If silent people are meeting dropouts—reading a newspaper, yawning, rolling their eyes, almost reclining in their chairs—you might consider their purpose in being at the meeting. They may be indifferent to the topic, think the meeting is a waste of time, be bored, or feel that they will have nothing to contribute. One way to get them participating is to stand close to them. Establish eye contact, call them by name and ask them a question. If they don't answer quickly, say, "I'll give you a moment to think" and call on someone else. One thing you should definitely do is ask them to put away their reading material.
On a break, ask them why they are not talking. Just showing them your attention may help them tell you the reason for their behavior, which could be pressing issues at work or preoccupation with other matters. Other participants will notice how you handle this.
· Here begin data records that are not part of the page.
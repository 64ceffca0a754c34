//! Reconcile-all sweeps.
//!
//! A sweep:
//! - Enumerates spec sources matching the selector (present identities)
//! - Enumerates identities that still own derived resources
//! - Reconciles every present identity and every known or owning identity
//!   whose spec source is gone, each exactly once

use std::collections::{BTreeMap, BTreeSet, HashMap};
use std::sync::Arc;

use assembly_model::{AssemblySpec, Labels};
use assembly_naming::AssemblyId;
use chrono::{DateTime, Utc};
use tokio::sync::Semaphore;
use tokio::task::JoinSet;
use tracing::{error, info, instrument, warn};

use crate::assembly::{
    AssemblyError, AssemblyReconciler, AssemblyResult, Branch, ReconcileContext, ReconcileReport,
};
use crate::index::AssemblyIndex;
use crate::platform::{PlatformApi, PlatformError, Scope};

/// Identities the caller has seen, with the last spec each reconciled with.
///
/// The absent branch reads delete-claim policies from these snapshots.
#[derive(Debug, Clone, Default)]
pub struct KnownAssemblies {
    specs: BTreeMap<AssemblyId, Option<AssemblySpec>>,
}

impl KnownAssemblies {
    pub fn new() -> Self {
        Self::default()
    }

    /// Record `spec` as the last known spec of its identity.
    pub fn remember(&mut self, spec: AssemblySpec) {
        self.specs.insert(spec.id.clone(), Some(spec));
    }

    /// Track an identity without a spec snapshot.
    pub fn track(&mut self, id: AssemblyId) {
        self.specs.entry(id).or_default();
    }

    /// Stop tracking an identity. Returns true if it was known.
    pub fn forget(&mut self, id: &AssemblyId) -> bool {
        self.specs.remove(id).is_some()
    }

    pub fn last_known(&self, id: &AssemblyId) -> Option<&AssemblySpec> {
        self.specs.get(id).and_then(Option::as_ref)
    }

    pub fn contains(&self, id: &AssemblyId) -> bool {
        self.specs.contains_key(id)
    }

    pub fn identities(&self) -> impl Iterator<Item = &AssemblyId> {
        self.specs.keys()
    }

    pub fn len(&self) -> usize {
        self.specs.len()
    }

    pub fn is_empty(&self) -> bool {
        self.specs.is_empty()
    }

    /// Fold a sweep's outcomes in.
    ///
    /// Present-branch reconciles that got past parsing are remembered, even
    /// when some sub-operation failed, so a later deletion uses the newest
    /// delete-claim policy. Successful absent-branch reconciles are
    /// forgotten. Any other failure leaves the entry as it was.
    pub fn apply(&mut self, sweep: &SweepReport) {
        for (id, outcome) in &sweep.outcomes {
            match outcome {
                Ok(report) => match (report.branch, &report.spec) {
                    (Branch::Present, Some(spec)) => self.remember(spec.clone()),
                    (Branch::Present, None) => self.track(id.clone()),
                    (Branch::Absent, _) => {
                        self.forget(id);
                    }
                },
                Err(AssemblyError::Incomplete {
                    spec: Some(spec),
                    ..
                }) => self.remember(spec.as_ref().clone()),
                Err(_) => {}
            }
        }
    }
}

/// Outcome of one reconcile-all sweep.
#[derive(Debug)]
pub struct SweepReport {
    pub started_at: DateTime<Utc>,
    pub outcomes: BTreeMap<AssemblyId, AssemblyResult<ReconcileReport>>,
    /// Set when spec sources could not be listed; nothing was reconciled.
    pub enumeration_error: Option<PlatformError>,
}

impl SweepReport {
    fn new() -> Self {
        Self {
            started_at: Utc::now(),
            outcomes: BTreeMap::new(),
            enumeration_error: None,
        }
    }

    /// Identities whose reconcile fully succeeded.
    pub fn succeeded(&self) -> impl Iterator<Item = &AssemblyId> {
        self.outcomes
            .iter()
            .filter(|(_, outcome)| outcome.is_ok())
            .map(|(id, _)| id)
    }

    /// Identities whose reconcile failed, with the error.
    pub fn failed(&self) -> impl Iterator<Item = (&AssemblyId, &AssemblyError)> {
        self.outcomes
            .iter()
            .filter_map(|(id, outcome)| outcome.as_ref().err().map(|e| (id, e)))
    }

    /// Number of identities that took `branch` successfully.
    pub fn count(&self, branch: Branch) -> usize {
        self.outcomes
            .values()
            .filter(|outcome| matches!(outcome, Ok(report) if report.branch == branch))
            .count()
    }

    /// Returns true if every identity reconciled and enumeration worked.
    pub fn is_clean(&self) -> bool {
        self.enumeration_error.is_none() && self.outcomes.values().all(Result::is_ok)
    }
}

/// Drives [`AssemblyReconciler`] for every assembly matching a selector.
pub struct ReconcileAllScheduler {
    index: AssemblyIndex,
    reconciler: Arc<AssemblyReconciler>,

    /// Bounds concurrent assembly reconciles within one sweep.
    permits: Arc<Semaphore>,
}

impl ReconcileAllScheduler {
    /// Create a new scheduler.
    pub fn new(
        platform: Arc<dyn PlatformApi>,
        max_concurrent_reconciles: usize,
        max_concurrent_operations: usize,
    ) -> Self {
        Self {
            index: AssemblyIndex::new(Arc::clone(&platform)),
            reconciler: Arc::new(AssemblyReconciler::new(platform, max_concurrent_operations)),
            permits: Arc::new(Semaphore::new(max_concurrent_reconciles.max(1))),
        }
    }

    /// Reconcile every assembly in `scope` once.
    ///
    /// Present identities are the spec sources matching `selector`. Absent
    /// identities are those in `known` or owning derived resources, minus the
    /// present ones.
    #[instrument(skip(self, selector, scope, known), fields(scope = %scope, selector = %selector))]
    pub async fn reconcile_all(
        &self,
        selector: &Labels,
        scope: &Scope,
        known: &KnownAssemblies,
    ) -> SweepReport {
        let mut sweep = SweepReport::new();

        let (present, owners) = tokio::join!(
            self.index.spec_sources(scope, selector),
            self.index.owners_of_derived(scope),
        );
        let present = match present {
            Ok(present) => present,
            Err(e) => {
                error!(error = %e, "Failed to list spec sources; skipping sweep");
                sweep.enumeration_error = Some(e);
                return sweep;
            }
        };
        let owners = owners.unwrap_or_else(|e| {
            warn!(error = %e, "Failed to list derived resources; using known identities only");
            BTreeSet::new()
        });

        let absent: BTreeSet<AssemblyId> = known
            .identities()
            .filter(|id| scope.includes(id.namespace()))
            .cloned()
            .chain(owners)
            .filter(|id| !present.contains(id))
            .collect();

        info!(
            present = present.len(),
            absent = absent.len(),
            "Starting reconcile-all sweep"
        );

        let mut tasks = JoinSet::new();
        let mut inflight = HashMap::new();
        for id in present.into_iter().chain(absent) {
            let reconciler = Arc::clone(&self.reconciler);
            let permits = Arc::clone(&self.permits);
            let ctx =
                ReconcileContext::new("sweep").with_last_known(known.last_known(&id).cloned());
            let task_id = id.clone();

            let handle = tasks.spawn(async move {
                // The semaphore is never closed; a missing permit only lifts the bound.
                let _permit = permits.acquire_owned().await.ok();
                let outcome = reconciler.reconcile_assembly(&task_id, &ctx).await;
                (task_id, outcome)
            });
            inflight.insert(handle.id(), id);
        }

        while let Some(joined) = tasks.join_next_with_id().await {
            match joined {
                Ok((task, (id, outcome))) => {
                    inflight.remove(&task);
                    sweep.outcomes.insert(id, outcome);
                }
                Err(join_error) => {
                    let Some(id) = inflight.remove(&join_error.id()) else {
                        continue;
                    };
                    error!(assembly = %id, error = %join_error, "Reconcile task aborted");
                    sweep
                        .outcomes
                        .insert(id, Err(AssemblyError::Aborted(join_error.to_string())));
                }
            }
        }

        info!(
            reconciled = sweep.succeeded().count(),
            failed = sweep.failed().count(),
            "Reconcile-all sweep complete"
        );
        sweep
    }
}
If silent persons are simply shy, they may look uninvolved, but they are really tracking with you and the meeting content. You can establish eye contact, smile, and ask them an open question—one that needs more than a yes-or-no answer. When they've finished, sincerely thank them to encourage further participation. If you split the class into subgroups, ask silent persons to summarize the discussion. You can also ask a question and have each person in your meeting group respond by sharing their opinions. Interact with them during a break to discover more about their perceptions on the meeting topic; if you can gain their trust, they may contribute more. Silents often process their thoughts deeply, so their responses may not be frequent, but they are nearly always worthwhile.